Referenced in: none

Automatically associated channels: Kv1.3

Title: Effect of K+ and Rb+ on the action of verapamil on a voltage-gated K+ channel, hKv1.3: implications for a second open state?

Authors: Z Kuras, S Grissmer

Journal, date & volume: Br. J. Pharmacol., 2009 Jul , 157, 757-68

PubMed link: http://www.ncbi.nlm.nih.gov/pubmed/19371328

Abstract
Verapamil blocks current through the voltage-gated K(+) channel K(v)1.3 in the open and inactivated state of the channel but not the closed state. The binding site for verapamil was proposed to be close to the selectivity filter and the occupancy of the selectivity filter might therefore influence verapamil affinity.We investigated the influence of intra- and extracellular K(+) and Rb(+) on the effect of verapamil by patch-clamp studies, in COS-7 cells transfected with hK(v)1.3 channels.Verapamil affinity was highest in high intracellular K(+) concentrations ([K(+)](i)) and lowest in low [Rb(+)](i), indicating an influence of intracellular cations on verapamil affinity.
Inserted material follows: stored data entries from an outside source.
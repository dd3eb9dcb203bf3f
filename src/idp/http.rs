use async_trait::async_trait;
use reqwest::{Method, Response, StatusCode};
use serde::de::DeserializeOwned;
use serde::Deserialize;
use serde_json::{json, Value};
use std::time::{Duration, Instant};
use tokio::sync::RwLock;
use tracing::{debug, info};
use url::Url;

use super::{
    IdentityProvider, NewRemoteUser, OrganizationPayload, RemoteError, RemoteOrganization, RemoteUser, RoleDefinition,
    UserProfilePayload,
};
use crate::config::IdpConfig;

/// Refresh tokens this long before they expire
const TOKEN_REFRESH_MARGIN: Duration = Duration::from_secs(30);

#[derive(Deserialize)]
struct TokenResponse {
    access_token: String,
    expires_in: u64,
}

struct CachedToken {
    value: String,
    expires_at: Instant,
}

/// Management API client using the client-credentials grant
pub struct HttpIdentityProvider {
    client: reqwest::Client,
    endpoint: String,
    client_id: String,
    client_secret: String,
    token: RwLock<Option<CachedToken>>,
}

impl HttpIdentityProvider {
    pub fn new(config: &IdpConfig) -> Result<Self, RemoteError> {
        let endpoint = Url::parse(&config.endpoint)
            .map_err(|e| RemoteError::transport(format!("invalid identity provider endpoint {}: {}", config.endpoint, e)))?;

        let client = reqwest::Client::builder()
            .timeout(Duration::from_secs(config.request_timeout_secs))
            .build()
            .map_err(|e| RemoteError::transport(format!("failed to build http client: {}", e)))?;

        Ok(Self {
            client,
            endpoint: endpoint.as_str().trim_end_matches('/').to_string(),
            client_id: config.client_id.clone(),
            client_secret: config.client_secret.clone(),
            token: RwLock::new(None),
        })
    }

    fn api_url(&self, path: &str) -> String {
        format!("{}/api{}", self.endpoint, path)
    }

    async fn access_token(&self) -> Result<String, RemoteError> {
        {
            let token = self.token.read().await;
            if let Some(cached) = token.as_ref() {
                if cached.expires_at > Instant::now() + TOKEN_REFRESH_MARGIN {
                    return Ok(cached.value.clone());
                }
            }
        }

        let mut token = self.token.write().await;
        // Another caller may have refreshed while we waited for the write lock
        if let Some(cached) = token.as_ref() {
            if cached.expires_at > Instant::now() + TOKEN_REFRESH_MARGIN {
                return Ok(cached.value.clone());
            }
        }

        let fresh = self.fetch_token().await?;
        let value = fresh.value.clone();
        *token = Some(fresh);
        Ok(value)
    }

    async fn fetch_token(&self) -> Result<CachedToken, RemoteError> {
        let resource = format!("{}/api", self.endpoint);
        let response = self
            .client
            .post(format!("{}/oidc/token", self.endpoint))
            .basic_auth(&self.client_id, Some(&self.client_secret))
            .form(&[
                ("grant_type", "client_credentials"),
                ("resource", resource.as_str()),
                ("scope", "all"),
            ])
            .send()
            .await
            .map_err(|e| RemoteError::transport(format!("token request failed: {}", e)))?;

        let response = Self::expect(response, &[StatusCode::OK]).await?;
        let body: TokenResponse = response
            .json()
            .await
            .map_err(|e| RemoteError::transport(format!("invalid token response: {}", e)))?;

        info!(expires_in = body.expires_in, "obtained identity provider access token");
        Ok(CachedToken {
            value: body.access_token,
            expires_at: Instant::now() + Duration::from_secs(body.expires_in),
        })
    }

    async fn invalidate_token(&self) {
        *self.token.write().await = None;
    }

    async fn send_once(&self, method: &Method, path: &str, body: Option<&Value>) -> Result<Response, RemoteError> {
        let token = self.access_token().await?;
        let mut request = self
            .client
            .request(method.clone(), self.api_url(path))
            .bearer_auth(token);
        if let Some(body) = body {
            request = request.json(body);
        }
        request
            .send()
            .await
            .map_err(|e| RemoteError::transport(format!("{} {} failed: {}", method, path, e)))
    }

    /// Send with one retry on 401, after dropping the cached token
    async fn send(&self, method: Method, path: &str, body: Option<&Value>) -> Result<Response, RemoteError> {
        let response = self.send_once(&method, path, body).await?;
        if response.status() == StatusCode::UNAUTHORIZED {
            debug!(%method, path, "access token rejected, refreshing");
            self.invalidate_token().await;
            return self.send_once(&method, path, body).await;
        }
        Ok(response)
    }

    async fn expect(response: Response, ok: &[StatusCode]) -> Result<Response, RemoteError> {
        let status = response.status();
        if ok.contains(&status) {
            return Ok(response);
        }
        let text = response.text().await.unwrap_or_default();
        Err(RemoteError::from_status(status.as_u16(), &text))
    }

    async fn call_json<T: DeserializeOwned>(
        &self,
        method: Method,
        path: &str,
        body: Option<&Value>,
        ok: &[StatusCode],
    ) -> Result<T, RemoteError> {
        let response = Self::expect(self.send(method, path, body).await?, ok).await?;
        response
            .json()
            .await
            .map_err(|e| RemoteError::transport(format!("invalid response from {}: {}", path, e)))
    }

    async fn call_empty(&self, method: Method, path: &str, body: Option<&Value>, ok: &[StatusCode]) -> Result<(), RemoteError> {
        Self::expect(self.send(method, path, body).await?, ok).await?;
        Ok(())
    }
}

fn to_body<T: serde::Serialize>(value: &T) -> Result<Value, RemoteError> {
    serde_json::to_value(value).map_err(|e| RemoteError::transport(format!("failed to encode request: {}", e)))
}

#[async_trait]
impl IdentityProvider for HttpIdentityProvider {
    async fn create_organization(&self, payload: &OrganizationPayload) -> Result<RemoteOrganization, RemoteError> {
        let body = to_body(payload)?;
        self.call_json(Method::POST, "/organizations", Some(&body), &[StatusCode::CREATED, StatusCode::OK])
            .await
    }

    async fn update_organization(&self, id: &str, payload: &OrganizationPayload) -> Result<RemoteOrganization, RemoteError> {
        let body = to_body(payload)?;
        self.call_json(Method::PATCH, &format!("/organizations/{}", id), Some(&body), &[StatusCode::OK])
            .await
    }

    async fn delete_organization(&self, id: &str) -> Result<(), RemoteError> {
        self.call_empty(
            Method::DELETE,
            &format!("/organizations/{}", id),
            None,
            &[StatusCode::NO_CONTENT, StatusCode::OK],
        )
        .await
    }

    async fn create_user(&self, user: &NewRemoteUser) -> Result<RemoteUser, RemoteError> {
        let body = to_body(user)?;
        self.call_json(Method::POST, "/users", Some(&body), &[StatusCode::CREATED, StatusCode::OK])
            .await
    }

    async fn update_user(&self, id: &str, profile: &UserProfilePayload) -> Result<RemoteUser, RemoteError> {
        let body = to_body(profile)?;
        self.call_json(Method::PATCH, &format!("/users/{}", id), Some(&body), &[StatusCode::OK])
            .await
    }

    async fn delete_user(&self, id: &str) -> Result<(), RemoteError> {
        self.call_empty(
            Method::DELETE,
            &format!("/users/{}", id),
            None,
            &[StatusCode::NO_CONTENT, StatusCode::OK],
        )
        .await
    }

    async fn set_user_suspended(&self, id: &str, suspended: bool) -> Result<(), RemoteError> {
        let body = json!({ "isSuspended": suspended });
        self.call_empty(
            Method::PATCH,
            &format!("/users/{}/is-suspended", id),
            Some(&body),
            &[StatusCode::OK],
        )
        .await
    }

    async fn assign_user_to_organization(&self, org_id: &str, user_id: &str) -> Result<(), RemoteError> {
        let body = json!({ "userIds": [user_id] });
        self.call_empty(
            Method::POST,
            &format!("/organizations/{}/users", org_id),
            Some(&body),
            &[StatusCode::CREATED, StatusCode::OK],
        )
        .await
    }

    async fn assign_user_roles(&self, user_id: &str, role_ids: &[String]) -> Result<(), RemoteError> {
        let body = json!({ "roleIds": role_ids });
        self.call_empty(
            Method::POST,
            &format!("/users/{}/roles", user_id),
            Some(&body),
            &[StatusCode::CREATED, StatusCode::OK],
        )
        .await
    }

    async fn assign_organization_roles(&self, org_id: &str, user_id: &str, role_ids: &[String]) -> Result<(), RemoteError> {
        let body = json!({ "organizationRoleIds": role_ids });
        self.call_empty(
            Method::POST,
            &format!("/organizations/{}/users/{}/roles", org_id, user_id),
            Some(&body),
            &[StatusCode::CREATED, StatusCode::OK],
        )
        .await
    }

    async fn find_organization_role(&self, name: &str) -> Result<RoleDefinition, RemoteError> {
        let roles: Vec<RoleDefinition> = self
            .call_json(Method::GET, "/organization-roles", None, &[StatusCode::OK])
            .await?;
        roles
            .into_iter()
            .find(|r| r.name.eq_ignore_ascii_case(name))
            .ok_or_else(|| RemoteError::transport(format!("organization role {} not found", name)))
    }

    async fn set_jit_roles(&self, org_id: &str, role_ids: &[String]) -> Result<(), RemoteError> {
        let body = json!({ "organizationRoleIds": role_ids });
        self.call_empty(
            Method::POST,
            &format!("/organizations/{}/jit/roles", org_id),
            Some(&body),
            &[StatusCode::CREATED, StatusCode::OK],
        )
        .await
    }
}

#[cfg(test)]
mod tests {
    use super::*;

    fn config(endpoint: &str) -> IdpConfig {
        IdpConfig {
            endpoint: endpoint.to_string(),
            client_id: "m2m".to_string(),
            client_secret: "secret".to_string(),
            request_timeout_secs: 5,
        }
    }

    #[test]
    fn builds_management_urls() {
        let client = HttpIdentityProvider::new(&config("https://auth.example.com/")).unwrap();
        assert_eq!(client.api_url("/organizations"), "https://auth.example.com/api/organizations");
    }

    #[test]
    fn rejects_invalid_endpoint() {
        assert!(HttpIdentityProvider::new(&config("not a url")).is_err());
    }
}
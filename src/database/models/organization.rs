use chrono::{DateTime, Utc};
use serde::{Deserialize, Serialize};
use uuid::Uuid;

use super::attributes::OrgAttributes;
use crate::types::{OrgKind, OrgState};

#[derive(Debug, Clone, PartialEq, Serialize, Deserialize)]
pub struct Organization {
    pub id: Uuid,
    /// Identity provider ID; set once when the record is first synced
    pub remote_id: Option<String>,
    pub name: String,
    pub description: String,
    #[serde(rename = "custom_data")]
    pub attributes: OrgAttributes,
    pub active: bool,
    pub suspended_at: Option<DateTime<Utc>>,
    /// Ancestor whose cascade suspended this org; none for an independent suspension
    pub suspended_by_org_id: Option<String>,
    pub synced_at: Option<DateTime<Utc>>,
    pub sync_error: Option<String>,
    pub created_at: DateTime<Utc>,
    pub updated_at: DateTime<Utc>,
    pub deleted_at: Option<DateTime<Utc>>,
}

impl Organization {
    /// New, not yet persisted organization
    pub fn draft(name: &str, description: &str, attributes: OrgAttributes, at: DateTime<Utc>) -> Self {
        Self {
            id: Uuid::new_v4(),
            remote_id: None,
            name: name.trim().to_string(),
            description: description.trim().to_string(),
            attributes,
            active: true,
            suspended_at: None,
            suspended_by_org_id: None,
            synced_at: None,
            sync_error: None,
            created_at: at,
            updated_at: at,
            deleted_at: None,
        }
    }

    pub fn kind(&self) -> OrgKind {
        self.attributes.kind()
    }

    pub fn parent_id(&self) -> Option<&str> {
        self.attributes.parent_id()
    }

    pub fn state(&self) -> OrgState {
        if self.deleted_at.is_some() {
            OrgState::Deleted
        } else if self.active {
            OrgState::Active
        } else {
            OrgState::Suspended
        }
    }

    /// Tree node for this organization, if it has been synced
    pub fn node(&self) -> Option<OrgNode> {
        let remote_id = self.remote_id.clone()?;
        Some(OrgNode {
            id: self.id,
            remote_id,
            kind: self.kind(),
            parent_id: self.parent_id().map(str::to_string),
            active: self.active,
            suspended_by_org_id: self.suspended_by_org_id.clone(),
        })
    }
}

/// Minimal projection of an organization used for hierarchy traversal
#[derive(Debug, Clone, PartialEq, Eq, Serialize, Deserialize)]
pub struct OrgNode {
    pub id: Uuid,
    pub remote_id: String,
    pub kind: OrgKind,
    pub parent_id: Option<String>,
    pub active: bool,
    pub suspended_by_org_id: Option<String>,
}
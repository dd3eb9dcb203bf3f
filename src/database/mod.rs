pub mod error;
pub mod manager;
pub mod memory;
pub mod models;
pub mod postgres;
pub mod store;

pub use error::StoreError;
pub use manager::DatabaseManager;
pub use memory::{FailPoint, MemoryStore};
pub use postgres::PgStore;
pub use store::{LocalStore, StoreTx};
Experiments with a mutant channel (H399T), exhibiting a strongly reduced C-type inactivated state, demonstrated that part of this changed verapamil affinity in wild-type channels could be caused by altered C-type inactivation. External K(+) and Rb(+) could influence verapamil affinity by a voltage-dependent entry into the channel thereby modifying the verapamil off-rate and in addition causing a voltage-dependent verapamil off-rate.Recovery from verapamil block was mainly due to the voltage-dependent closing of channels (state-dependent block), implying a second open state of the channel. This hypothesis was confirmed by the dependency of the tail current time course on duration of the prepulse. We conclude that the wild-type hK(v)1.3 channel undergoes at least two different conformational changes before finally closing with a low verapamil affinity in one open state and a high verapamil affinity in the other open state.